Em um momento delicado para a diplomacia internacional, o Japão tem se desdobrado para equilibrar suas relações com os Estados Unidos e a China, seus dois principais parceiros comerciais. Enquanto seu principal negociador comercial estava em Washington na semana passada para mais uma rodada de negociações tarifárias, uma delegação bipartidária japonesa desembarcava em Pequim com uma missão: reforçar a cooperação parlamentar entre os dois países.
A movimentação diplomática intensa vem em meio ao agravamento da disputa comercial entre China e Estados Unidos, e à crescente pressão sobre aliados tradicionais de Washington. O Japão, apesar de seu histórico de fidelidade à aliança com os EUA, tem demonstrado sinais de cautelosa aproximação com Pequim — uma relação historicamente marcada por rivalidades, feridas da Segunda Guerra Mundial e disputas territoriais.
Na semana anterior à visita da delegação parlamentar, Tetsuo Saito, líder do Partido Komeito — integrante da coalizão governista japonesa — esteve em Pequim entregando uma carta do primeiro-ministro Shigeru Ishiba ao presidente Xi Jinping.
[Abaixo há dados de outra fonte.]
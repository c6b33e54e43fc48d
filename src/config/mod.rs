//! Configuration module for Sockcat
//!
//! This module provides the typed session configuration built from the
//! command line. There is no configuration file.

mod session;
mod transport;

pub use session::{ConnectConfig, ListenConfig, SessionConfig};
pub use transport::TcpConfig;
//! Command-line interface
//!
//! Two subcommands, `connect` and `listen`, each taking exactly one
//! positional argument. Global options tune logging and sockets.

use crate::config::{ConnectConfig, ListenConfig, SessionConfig, TcpConfig};
use crate::error::Result;
use crate::helper::DEFAULT_CONNECT_TIMEOUT_SECS;
use clap::{ArgAction, Parser, Subcommand};

/// Sockcat - relay a TCP connection to the terminal, optionally via SOCKS5
#[derive(Parser, Debug)]
#[command(name = "sockcat")]
#[command(author, version, about, long_about = None)]
pub struct Cli {
    /// Log level (trace, debug, info, warn, error); connection notices are always shown
    #[arg(short, long, default_value = "info", global = true)]
    pub log_level: String,

    /// Enable JSON logging format
    #[arg(long, global = true)]
    pub json_log: bool,

    /// Connect timeout in seconds
    #[arg(short, long, default_value_t = DEFAULT_CONNECT_TIMEOUT_SECS, global = true)]
    pub timeout: u64,

    /// Set TCP_NODELAY on the connection
    #[arg(long, default_value_t = true, action = ArgAction::Set, global = true)]
    pub nodelay: bool,

    /// What to do
    #[command(subcommand)]
    pub command: Command,
}

/// Subcommands
#[derive(Subcommand, Debug, PartialEq, Eq)]
pub enum Command {
    /// Establish a TCP connection to a specified address
    #[command(visible_alias = "c")]
    Connect {
        /// Target address (host:port)
        address: String,

        /// SOCKS5 proxy address (host:port) for the connection
        #[arg(long, visible_alias = "s5")]
        proxy: Option<String>,
    },

    /// Listen on the specified port and accept a single connection
    #[command(visible_alias = "l")]
    Listen {
        /// Port to bind on all interfaces
        port: String,
    },
}

impl Cli {
    /// Socket settings from the global options
    pub fn tcp_config(&self) -> TcpConfig {
        TcpConfig {
            nodelay: self.nodelay,
            connect_timeout: self.timeout,
            ..Default::default()
        }
    }

    /// Turn the parsed arguments into a session configuration
    pub fn session(&self) -> Result<SessionConfig> {
        let tcp = self.tcp_config();
        match &self.command {
            Command::Connect { address, proxy } => Ok(SessionConfig::Connect(
                ConnectConfig::new(address, proxy.as_deref(), tcp)?,
            )),
            Command::Listen { port } => Ok(SessionConfig::Listen(ListenConfig::new(port, tcp)?)),
        }
    }
}
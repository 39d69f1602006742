//! Dictionary lookup for a single word

use crate::config::GameConfig;
use crate::core::normalize;
use crate::wordlists::{Language, Lexicon, VocabularySource};
use anyhow::{Context, Result};

/// How a word resolves in one language
#[derive(Debug, Clone, PartialEq, Eq)]
pub struct CheckResult {
    pub input: String,
    /// Accent-free form used for lookup
    pub key: String,
    /// Every dictionary spelling sharing the key
    pub spellings: Vec<String>,
    /// Whether the word can be drawn as an answer
    pub is_answer: bool,
}

impl CheckResult {
    #[must_use]
    pub fn is_valid(&self) -> bool {
        !self.spellings.is_empty()
    }
}

/// Look a word up the way a submitted guess is looked up
///
/// # Errors
///
/// Returns an error if the vocabulary cannot be fetched.
pub fn check_word<V: VocabularySource + ?Sized>(
    source: &V,
    config: &GameConfig,
    language: Language,
    word: &str,
) -> Result<CheckResult> {
    let lexicon = Lexicon::fetch(source, language, config.variant, Some(config.word_length))
        .with_context(|| format!("loading {language} vocabulary"))?;

    Ok(CheckResult {
        input: word.to_string(),
        key: normalize(word),
        spellings: lexicon.guesses.spellings(word).to_vec(),
        is_answer: lexicon.answers.contains(word),
    })
}
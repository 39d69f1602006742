//! Game configuration
//!
//! Built by the CLI from its flags; every field has a default so the library
//! can be used without one.

use crate::daily::FileStore;
use crate::daily::storage::stored_language;
use crate::wordlists::{DirectorySource, EmbeddedSource, Language, ListVariant, VocabularySource};
use std::path::PathBuf;
use std::sync::Arc;
use tracing::warn;

/// Letters per word when nothing else is requested
pub const DEFAULT_WORD_LENGTH: usize = 5;

/// Directory holding the persisted state
pub const DEFAULT_DATA_DIR: &str = ".wordle_daily";

#[derive(Debug, Clone, PartialEq, Eq)]
pub struct GameConfig {
    /// Language to play; `None` restores the last one used
    pub language: Option<Language>,
    /// List random and daily words are drawn from
    pub variant: ListVariant,
    /// Letters per word
    pub word_length: usize,
    /// Rows per game; `None` means one more than the word length
    pub attempts: Option<usize>,
    /// Directory with `<code>.txt` lists, instead of the embedded ones
    pub vocab_dir: Option<PathBuf>,
    /// Where the key-value store lives
    pub data_dir: PathBuf,
}

impl Default for GameConfig {
    fn default() -> Self {
        Self {
            language: None,
            variant: ListVariant::Full,
            word_length: DEFAULT_WORD_LENGTH,
            attempts: None,
            vocab_dir: None,
            data_dir: PathBuf::from(DEFAULT_DATA_DIR),
        }
    }
}

impl GameConfig {
    /// Rows for a game on `word`
    #[must_use]
    pub fn attempts_for(&self, word: &str) -> usize {
        self.attempts
            .unwrap_or_else(|| word.chars().count() + 1)
            .max(1)
    }

    /// File backing the key-value store
    #[must_use]
    pub fn storage_path(&self) -> PathBuf {
        self.data_dir.join("storage.json")
    }

    /// The requested language, or else the last one saved in the store
    ///
    /// The store is only read; an unreadable one yields the default.
    #[must_use]
    pub fn resolve_language(&self) -> Language {
        self.language.unwrap_or_else(|| match FileStore::open(self.storage_path()) {
            Ok(store) => stored_language(&store),
            Err(err) => {
                warn!(error = %err, "could not read saved language");
                Language::default()
            }
        })
    }

    /// Where vocabularies are fetched from
    #[must_use]
    pub fn source(&self) -> Arc<dyn VocabularySource + Send + Sync> {
        match &self.vocab_dir {
            Some(dir) => Arc::new(DirectorySource::new(dir.clone())),
            None => Arc::new(EmbeddedSource),
        }
    }
}

#[cfg(test)]
mod tests {
    use super::*;

    #[test]
    fn attempts_default_to_word_length_plus_one() {
        let config = GameConfig::default();
        assert_eq!(config.attempts_for("TERMO"), 6);
        assert_eq!(config.attempts_for("VERÃO"), 6);
        assert_eq!(config.attempts_for("BANANA"), 7);
    }

    #[test]
    fn attempts_override_is_at_least_one() {
        let config = GameConfig {
            attempts: Some(0),
            ..GameConfig::default()
        };
        assert_eq!(config.attempts_for("TERMO"), 1);
    }

    #[test]
    fn language_falls_back_to_last_saved() {
        use crate::daily::KeyValueStore;
        use crate::daily::storage::LANGUAGE_KEY;

        let dir = tempfile::tempdir().unwrap();
        let mut config = GameConfig {
            data_dir: dir.path().to_path_buf(),
            ..GameConfig::default()
        };
        assert_eq!(config.resolve_language(), Language::default());

        let mut store = FileStore::open(config.storage_path()).unwrap();
        store.set(LANGUAGE_KEY, "en-us".to_string()).unwrap();
        assert_eq!(config.resolve_language(), Language::EnUs);

        config.language = Some(Language::Fr);
        assert_eq!(config.resolve_language(), Language::Fr);
    }

    #[test]
    fn unreadable_store_yields_default_language() {
        let dir = tempfile::tempdir().unwrap();
        let config = GameConfig {
            data_dir: dir.path().to_path_buf(),
            ..GameConfig::default()
        };
        std::fs::write(config.storage_path(), "{\"language\": \"fr\"").unwrap();

        assert_eq!(config.resolve_language(), Language::default());
        assert!(config.storage_path().exists());
    }

    #[test]
    fn storage_lives_in_data_dir() {
        let config = GameConfig {
            data_dir: PathBuf::from("/tmp/wd"),
            ..GameConfig::default()
        };
        assert_eq!(config.storage_path(), PathBuf::from("/tmp/wd/storage.json"));
    }
}
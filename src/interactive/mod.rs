//! Interactive TUI interface

pub mod app;
pub mod rendering;

pub use app::{App, Message, MessageStyle, run_tui};
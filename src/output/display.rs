//! Display functions for the line-mode game

use super::formatters::{format_duration, share_text};
use crate::commands::{CheckResult, WordOfDayResult};
use crate::core::{AttemptGrid, Cell, LetterResult};
use crate::daily::{ChallengeRecord, ChallengeState};
use crate::wordlists::Language;
use colored::{ColoredString, Colorize};

/// Print every row of the grid, scored rows in color
pub fn print_grid(grid: &AttemptGrid) {
    println!("{}", "─".repeat(grid.word_length() * 4 + 2).cyan());

    for (row_index, row) in grid.attempts().iter().enumerate() {
        let active = row_index == grid.current_attempt() && !grid.is_ended();
        let cells: Vec<String> = row
            .iter()
            .map(|cell| colored_cell(cell).to_string())
            .collect();

        let marker = if active { "▶".bright_yellow() } else { " ".normal() };
        println!("{marker} {}", cells.join(" "));
    }

    println!("{}", "─".repeat(grid.word_length() * 4 + 2).cyan());
}

fn colored_cell(cell: &Cell) -> ColoredString {
    let letter = format!(" {} ", cell.letter.unwrap_or('·'));

    match cell.result {
        Some(LetterResult::Correct) => letter.black().on_green().bold(),
        Some(LetterResult::Present) => letter.black().on_yellow().bold(),
        Some(LetterResult::Miss) => letter.white().on_bright_black(),
        None => letter.bright_white(),
    }
}

/// Print the end-of-game banner
pub fn print_game_over(grid: &AttemptGrid, solved: bool) {
    println!();
    if solved {
        let rows = grid.current_attempt() + 1;
        println!(
            "{}",
            format!(
                "🎉 Solved in {rows} {}!",
                if rows == 1 { "guess" } else { "guesses" }
            )
            .green()
            .bold()
        );
    } else {
        println!(
            "{} {}",
            "❌ The word was".red().bold(),
            grid.word().bright_yellow().bold()
        );
    }

    let share = share_text(grid.attempts());
    if !share.is_empty() {
        println!("\n{share}");
    }
    println!();
}

/// Print the state of a language's daily challenge
pub fn print_daily_status(language: Language, record: Option<&ChallengeRecord>, now: i64) {
    let label = format!("Daily {}", language.label()).bright_cyan().bold();

    match record.map(ChallengeRecord::state) {
        None | Some(ChallengeState::NotStarted) => {
            println!("{label}: not started");
        }
        Some(ChallengeState::Active) => {
            let elapsed = record.map_or(0, |r| r.elapsed_millis(now));
            println!("{label}: playing for {}", format_duration(elapsed).bright_yellow());
        }
        Some(ChallengeState::Completed) => {
            let elapsed = record.map_or(0, |r| r.elapsed_millis(now));
            let outcome = if record.and_then(|r| r.is_success) == Some(true) {
                "solved".green()
            } else {
                "failed".red()
            };
            println!("{label}: {outcome} in {}", format_duration(elapsed));
        }
    }
}

/// Print the word of the day
pub fn print_word_of_day(result: &WordOfDayResult) {
    println!(
        "{} {} ({}): {}",
        "☀️  Word of the day".bright_cyan().bold(),
        result.date,
        result.language.label(),
        result.word.bright_yellow().bold()
    );
    println!("   Drawn from {} words", result.pool_size);
}

/// Print how a word resolves in the dictionary
pub fn print_check_result(result: &CheckResult) {
    if result.is_valid() {
        println!(
            "{} {} → {}",
            "✅".green(),
            result.input.bright_white().bold(),
            result.spellings.join(", ").bright_yellow()
        );
        if result.is_answer {
            println!("   Can be drawn as an answer");
        } else {
            println!("   {}", "Valid guess only".bright_black());
        }
    } else {
        println!(
            "{} {} is not in the word list (looked up as {})",
            "❌".red(),
            result.input.bright_white().bold(),
            result.key
        );
    }
}
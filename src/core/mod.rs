//! Core domain types for the game
//!
//! Word normalization, letter classification, the attempt grid state machine
//! and the deterministic sequence behind the word of the day. Nothing in here
//! performs I/O.

mod error;
mod grid;
mod pattern;
pub mod scoring;
mod sequence;
mod word;

pub use error::GameError;
pub use grid::{AttemptGrid, Cell, Cursor};
pub use pattern::{LetterResult, Pattern};
pub use scoring::{SubmitOutcome, submit_attempt};
pub use sequence::{RandomSource, SequenceGenerator, day_seed};
pub use word::{Word, WordError, normalize, same_spelling};
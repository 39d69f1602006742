//! Command implementations

pub mod check;
pub mod simple;
pub mod word_of_day;

pub use check::{CheckResult, check_word};
pub use simple::{SimpleCommand, run_simple};
pub use word_of_day::{WordOfDayResult, word_of_day};
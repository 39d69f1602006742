//! TUI rendering with ratatui
//!
//! Board, messages and status bar for the game.

use super::app::{App, MessageStyle};
use crate::core::{Cell, LetterResult};
use crate::daily::{ChallengeState, Clock, KeyValueStore};
use crate::game::{GameMode, Hint};
use crate::output::format_duration;
use ratatui::{
    Frame,
    layout::{Alignment, Constraint, Direction, Layout, Rect},
    style::{Color, Modifier, Style},
    text::{Line, Span},
    widgets::{Block, BorderType, Borders, List, ListItem, Paragraph},
};

/// Main UI rendering function
pub fn ui<S: KeyValueStore, C: Clock>(f: &mut Frame, app: &App<S, C>) {
    let chunks = Layout::default()
        .direction(Direction::Vertical)
        .constraints([
            Constraint::Length(3), // Header
            Constraint::Min(10),   // Main content
            Constraint::Length(3), // Status bar
        ])
        .split(f.area());

    render_header(f, app, chunks[0]);

    let main_chunks = Layout::default()
        .direction(Direction::Horizontal)
        .constraints([Constraint::Percentage(55), Constraint::Percentage(45)])
        .split(chunks[1]);

    render_board(f, app, main_chunks[0]);
    render_side_panel(f, app, main_chunks[1]);

    render_status(f, app, chunks[2]);
}

fn render_header<S: KeyValueStore, C: Clock>(f: &mut Frame, app: &App<S, C>, area: Rect) {
    let title = match app.session.mode() {
        GameMode::Daily => "☀️ WORDLE DAILY - Word of the Day",
        GameMode::Random | GameMode::Idle => "🔤 WORDLE DAILY",
    };

    let header = Paragraph::new(title)
        .style(
            Style::default()
                .fg(Color::Cyan)
                .add_modifier(Modifier::BOLD),
        )
        .alignment(Alignment::Center)
        .block(
            Block::default()
                .borders(Borders::ALL)
                .border_type(BorderType::Rounded)
                .style(Style::default().fg(Color::Cyan)),
        );
    f.render_widget(header, area);
}

fn render_board<S: KeyValueStore, C: Clock>(f: &mut Frame, app: &App<S, C>, area: Rect) {
    let grid = app.session.grid();
    let block = Block::default()
        .title(" Board ")
        .borders(Borders::ALL)
        .border_type(BorderType::Rounded);

    if !grid.is_initialized() {
        let waiting = if app.session.is_loading() {
            "Loading words..."
        } else {
            "No word yet. Ctrl-N to start."
        };
        f.render_widget(Paragraph::new(waiting).block(block), area);
        return;
    }

    let cursor = grid.cursor();
    let lines: Vec<Line> = grid
        .attempts()
        .iter()
        .enumerate()
        .flat_map(|(row_index, row)| {
            let active = row_index == grid.current_attempt() && !grid.is_ended();
            let spans: Vec<Span> = row
                .iter()
                .enumerate()
                .flat_map(|(col, cell)| {
                    let selected = active && col == cursor.col;
                    [cell_span(cell, selected), Span::raw(" ")]
                })
                .collect();

            [Line::from(spans), Line::from("")]
        })
        .collect();

    let board = Paragraph::new(lines)
        .alignment(Alignment::Center)
        .block(block);
    f.render_widget(board, area);
}

fn cell_span(cell: &Cell, selected: bool) -> Span<'static> {
    let text = format!(" {} ", cell.letter.unwrap_or(' '));

    let style = match cell.result {
        Some(LetterResult::Correct) => Style::default().fg(Color::Black).bg(Color::Green),
        Some(LetterResult::Present) => Style::default().fg(Color::Black).bg(Color::Yellow),
        Some(LetterResult::Miss) => Style::default().fg(Color::White).bg(Color::DarkGray),
        None if selected => Style::default()
            .fg(Color::White)
            .bg(Color::Blue)
            .add_modifier(Modifier::UNDERLINED),
        None => Style::default().fg(Color::White).bg(Color::Black),
    };

    Span::styled(text, style.add_modifier(Modifier::BOLD))
}

fn render_side_panel<S: KeyValueStore, C: Clock>(f: &mut Frame, app: &App<S, C>, area: Rect) {
    let chunks = Layout::default()
        .direction(Direction::Vertical)
        .constraints([
            Constraint::Length(5), // Hint
            Constraint::Min(5),    // Messages
        ])
        .split(area);

    render_hint(f, app, chunks[0]);
    render_messages(f, app, chunks[1]);
}

fn render_hint<S: KeyValueStore, C: Clock>(f: &mut Frame, app: &App<S, C>, area: Rect) {
    let (title, line) = match app.session.hint() {
        Some(Hint::Suggestion(word)) => (
            " Try ",
            Line::from(Span::styled(spaced(&word), Style::default().fg(Color::DarkGray))),
        ),
        Some(Hint::Revealed(letters)) => (
            " Found ",
            Line::from(Span::styled(
                spaced(&letters.replace(' ', "_")),
                Style::default()
                    .fg(Color::Green)
                    .add_modifier(Modifier::BOLD),
            )),
        ),
        None => (
            " Found ",
            Line::from(Span::styled("·", Style::default().fg(Color::DarkGray))),
        ),
    };

    let hint = Paragraph::new(line)
        .alignment(Alignment::Center)
        .block(
            Block::default()
                .title(title)
                .borders(Borders::ALL)
                .border_type(BorderType::Rounded),
        );
    f.render_widget(hint, area);
}

fn spaced(letters: &str) -> String {
    letters.chars().flat_map(|c| [c, ' ']).collect()
}

fn render_messages<S: KeyValueStore, C: Clock>(f: &mut Frame, app: &App<S, C>, area: Rect) {
    let messages: Vec<ListItem> = app
        .messages
        .iter()
        .rev()
        .map(|msg| {
            let style = match msg.style {
                MessageStyle::Info => Style::default().fg(Color::White),
                MessageStyle::Success => Style::default().fg(Color::Green),
                MessageStyle::Error => Style::default().fg(Color::Red),
            };
            ListItem::new(msg.text.clone()).style(style)
        })
        .collect();

    let messages_list =
        List::new(messages).block(Block::default().title(" Messages ").borders(Borders::ALL));

    f.render_widget(messages_list, area);
}

fn render_status<S: KeyValueStore, C: Clock>(f: &mut Frame, app: &App<S, C>, area: Rect) {
    let chunks = Layout::default()
        .direction(Direction::Horizontal)
        .constraints([
            Constraint::Percentage(15),
            Constraint::Percentage(25),
            Constraint::Percentage(60),
        ])
        .split(area);

    let language = Paragraph::new(format!("Lang: {}", app.session.language().label()))
        .alignment(Alignment::Center)
        .style(Style::default().fg(Color::Yellow));
    f.render_widget(language, chunks[0]);

    let (daily_text, daily_color) = match app.daily_status() {
        Some((ChallengeState::Active, elapsed)) => {
            (format!("Daily ⏱ {}", format_duration(elapsed)), Color::Cyan)
        }
        Some((ChallengeState::Completed, elapsed)) => {
            (format!("Daily ✓ {}", format_duration(elapsed)), Color::Green)
        }
        Some((ChallengeState::NotStarted, _)) | None => {
            ("Daily: Ctrl-D".to_string(), Color::DarkGray)
        }
    };
    let daily = Paragraph::new(daily_text)
        .alignment(Alignment::Center)
        .style(Style::default().fg(daily_color));
    f.render_widget(daily, chunks[1]);

    let help = Paragraph::new("Esc Quit  ^N New  ^D Daily  ^G Give up  ^L Lang  ←→ Move")
        .alignment(Alignment::Center)
        .style(Style::default().fg(Color::DarkGray));
    f.render_widget(help, chunks[2]);
}
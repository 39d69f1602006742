//! Playable game: one grid, one language, one daily challenge per language

mod session;

pub use session::{DailyStart, GameMode, GameSession, Hint, fetch_lexicon, revealed_letters};
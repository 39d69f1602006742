//! Simple interactive CLI mode
//!
//! Text-based game without TUI: one guess per line, commands start with `:`.

use crate::core::{GameError, SubmitOutcome};
use crate::daily::{Clock, KeyValueStore};
use crate::game::{DailyStart, GameMode, GameSession, Hint};
use crate::output::{
    format_duration, miss_summary, print_daily_status, print_game_over, print_grid,
    resumed_notice,
};
use crate::wordlists::{Language, VocabularySource};
use anyhow::{Result, bail};
use colored::Colorize;
use std::io::{self, BufRead, Write};

/// What one line of input asks for
#[derive(Debug, Clone, PartialEq, Eq)]
pub enum SimpleCommand {
    Guess(String),
    NewWord,
    Daily,
    GiveUp,
    /// `None` cycles to the next language
    Language(Option<Language>),
    Status,
    Help,
    Quit,
    Unknown(String),
}

impl SimpleCommand {
    /// Parse one trimmed line
    #[must_use]
    pub fn parse(input: &str) -> Self {
        let input = input.trim();

        let Some(command) = input.strip_prefix(':') else {
            return Self::Guess(input.to_string());
        };

        let mut parts = command.split_whitespace();
        match (parts.next().unwrap_or_default(), parts.next()) {
            ("q" | "quit" | "exit", _) => Self::Quit,
            ("n" | "new", _) => Self::NewWord,
            ("d" | "daily", _) => Self::Daily,
            ("g" | "giveup", _) => Self::GiveUp,
            ("s" | "status", _) => Self::Status,
            ("h" | "help", _) => Self::Help,
            ("l" | "lang", None) => Self::Language(None),
            ("l" | "lang", Some(code)) => match Language::from_code(code) {
                Some(language) => Self::Language(Some(language)),
                None => Self::Unknown(input.to_string()),
            },
            _ => Self::Unknown(input.to_string()),
        }
    }
}

/// Run the simple interactive CLI mode
///
/// # Errors
///
/// Returns an error if there's an I/O error reading user input or if the
/// selected language has no vocabulary.
pub fn run_simple<S, C, V>(session: &mut GameSession<S, C>, source: &V) -> Result<()>
where
    S: KeyValueStore,
    C: Clock,
    V: VocabularySource + ?Sized,
{
    println!("\n╔══════════════════════════════════════════════════════════════╗");
    println!("║                    Wordle Daily - Simple Mode                ║");
    println!("╚══════════════════════════════════════════════════════════════╝\n");
    print_help();

    let language = session.language();
    if !session.load_language(language, source) {
        bail!("no vocabulary available for {language}");
    }
    announce_game(session);

    let stdin = io::stdin();
    let mut lines = stdin.lock().lines();

    loop {
        print_grid(session.grid());
        match session.hint() {
            Some(Hint::Suggestion(word)) => println!("Try: {}", word.bright_black()),
            Some(Hint::Revealed(letters)) => {
                println!("Found so far: {}", letters.bright_green().bold());
            }
            None => {}
        }

        print!("{} ", prompt(session).bright_cyan());
        io::stdout().flush()?;

        let Some(line) = lines.next() else {
            println!();
            return Ok(());
        };

        match SimpleCommand::parse(&line?) {
            SimpleCommand::Quit => {
                println!("\n👋 Thanks for playing!\n");
                return Ok(());
            }
            SimpleCommand::Help => print_help(),
            SimpleCommand::NewWord => match session.new_word() {
                Ok(_) => announce_game(session),
                Err(err) => print_error(&err),
            },
            SimpleCommand::Daily => start_daily(session),
            SimpleCommand::GiveUp => {
                if session.give_up().is_some() {
                    print_game_over(session.grid(), false);
                } else {
                    println!("{}", "Nothing to give up.".bright_black());
                }
            }
            SimpleCommand::Language(choice) => {
                let language = choice.unwrap_or_else(|| session.language().next());
                if session.load_language(language, source) {
                    println!("Language: {}", language.label().bright_yellow().bold());
                    announce_game(session);
                } else {
                    print_error(&GameError::VocabularyUnavailable(language));
                }
            }
            SimpleCommand::Status => {
                let now = session.tracker().clock().now_millis();
                for language in Language::ALL {
                    print_daily_status(language, session.tracker().record(language), now);
                }
            }
            SimpleCommand::Unknown(input) => {
                println!("{} {input} (try :help)", "Unknown command:".red());
            }
            SimpleCommand::Guess(word) => {
                if word.is_empty() {
                    continue;
                }
                play_guess(session, &word);
            }
        }
    }
}

fn play_guess<S: KeyValueStore, C: Clock>(session: &mut GameSession<S, C>, word: &str) {
    if session.grid().is_ended() {
        println!("{}", "The game is over. :new or :daily to play again.".bright_black());
        return;
    }

    session.enter_word(word);
    match session.submit() {
        Ok(SubmitOutcome::Solved) => {
            print_grid(session.grid());
            print_game_over(session.grid(), true);
        }
        Ok(SubmitOutcome::Missed(pattern)) => println!("{}", miss_summary(&pattern)),
        Err(GameError::OutOfAttempts { .. }) => {
            print_grid(session.grid());
            print_game_over(session.grid(), false);
        }
        Err(err) => print_error(&err),
    }

    if session.grid().is_ended() && session.mode() == GameMode::Daily {
        let now = session.tracker().clock().now_millis();
        print_daily_status(
            session.language(),
            session.tracker().record(session.language()),
            now,
        );
    }
}

fn start_daily<S: KeyValueStore, C: Clock>(session: &mut GameSession<S, C>) {
    match session.new_daily_word() {
        Ok(DailyStart::Started) => {
            println!("{}", "☀️  Daily challenge started. The clock is running!".bright_yellow());
        }
        Ok(DailyStart::Resumed) => {
            let notice = resumed_notice(session.grid().current_attempt());
            println!("{}", notice.bright_yellow());
        }
        Ok(DailyStart::AlreadyPlaying) => {
            println!("{}", "You're already playing today's challenge.".bright_black());
        }
        Ok(DailyStart::AlreadyCompleted { .. }) => {
            let now = session.tracker().clock().now_millis();
            print_daily_status(
                session.language(),
                session.tracker().record(session.language()),
                now,
            );
            println!("{}", "Come back tomorrow for a new word.".bright_black());
        }
        Err(err) => print_error(&err),
    }
}

fn announce_game<S: KeyValueStore, C: Clock>(session: &GameSession<S, C>) {
    let grid = session.grid();
    println!(
        "\n🔤 New {}-letter word in {}. {} attempts.\n",
        grid.word_length(),
        session.language().label().bright_yellow().bold(),
        grid.number_of_attempts()
    );
}

fn prompt<S: KeyValueStore, C: Clock>(session: &GameSession<S, C>) -> String {
    let mut prompt = format!("[{}", session.language().label());
    if session.mode() == GameMode::Daily
        && let Some(elapsed) = session.daily_elapsed()
    {
        prompt.push_str(&format!(" daily {}", format_duration(elapsed)));
    }
    prompt.push_str("]>");
    prompt
}

fn print_error(err: &GameError) {
    println!("{} {err}", "❌".red());
}

fn print_help() {
    println!("Type a word and press Enter to guess. Accents are optional.");
    println!("Commands:");
    println!("  :new            new random word");
    println!("  :daily          word of the day (timed, once per day)");
    println!("  :giveup         reveal the word");
    println!("  :lang [code]    switch language (pt-br, en-us, fr) or cycle");
    println!("  :status         daily challenge results");
    println!("  :quit           exit\n");
}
Embora o conteúdo da mensagem não tenha sido divulgado, fontes indicam que as tarifas dos EUA e assuntos bilaterais estiveram no centro das conversas.
O pano de fundo dessa movimentação é a imposição de tarifas pelo governo Trump. No mês passado, os EUA anunciaram uma taxa de 25% sobre produtos japoneses como aço, alumínio e automóveis. Embora Washington tenha suspendido parte dessas tarifas para negociações, a indústria japonesa já sente os impactos. Em resposta, Tóquio tem pressionado por um acordo justo. “Estamos sendo minuciosos, mas rápidos”, afirmou o negociador Ryosei Akazawa, após a última rodada de conversas em Washington.
Ao mesmo tempo, a China tem intensificado seus esforços para angariar apoio entre países afetados pelo protecionismo americano — incluindo o Japão. Durante as reuniões em Pequim, líderes chineses se mostraram abertos ao diálogo com Tóquio e, embora não tenham suspendido a proibição à importação de frutos do mar japoneses — vigente desde 2023 devido ao despejo de água tratada de Fukushima —, sinalizaram disposição para reavaliar a medida.
Para analistas, o movimento japonês não indica uma guinada em direção à órbita chinesa, mas sim uma estratégia pragmática. “O Japão está tentando proteger seus interesses econômicos sem romper com os EUA”, explica Matthew Goodman, do Council on Foreign Relations. “Eles precisam administrar uma relação complexa com a China, mas os limites dessa aproximação são claros.”
A relação entre Japão e China é carregada de desconfiança. O passado colonial e as atrocidades cometidas durante a ocupação japonesa na China nos anos 1930 ainda são fontes de tensão. Recentemente, a postura de líderes japoneses mais conservadores, que relativizam esse histórico, reacendeu críticas em Pequim. No entanto, o premiê Ishiba, eleito em outubro, tem adotado um tom mais neutro e busca restaurar pontes com os vizinhos asiáticos.
A disputa tarifária dos EUA também afetou o tabuleiro geopolítico do Sudeste Asiático, onde tanto China quanto Japão disputam influência. Em visitas recentes ao Vietnã e às Filipinas, Ishiba reforçou o compromisso japonês com o livre comércio e a segurança regional, enquanto a China promoveu iniciativas semelhantes na região.
“O risco é que países asiáticos se afastem dos EUA e se alinhem mais com a China, e isso preocupa o Japão”, alertou Itsunori Onodera, chefe de política do partido governista japonês, durante um evento em Washington. A instabilidade econômica gerada pelas tarifas, segundo ele, ameaça a coesão regional e a confiança na liderança americana.
Em meio a esse cenário instável, o Japão busca preservar sua histórica aliança com os EUA, ao mesmo tempo em que tenta evitar isolamento econômico e ampliar sua margem de manobra frente ao avanço chinês. É um jogo de equilíbrio delicado — e ainda longe de uma resolução.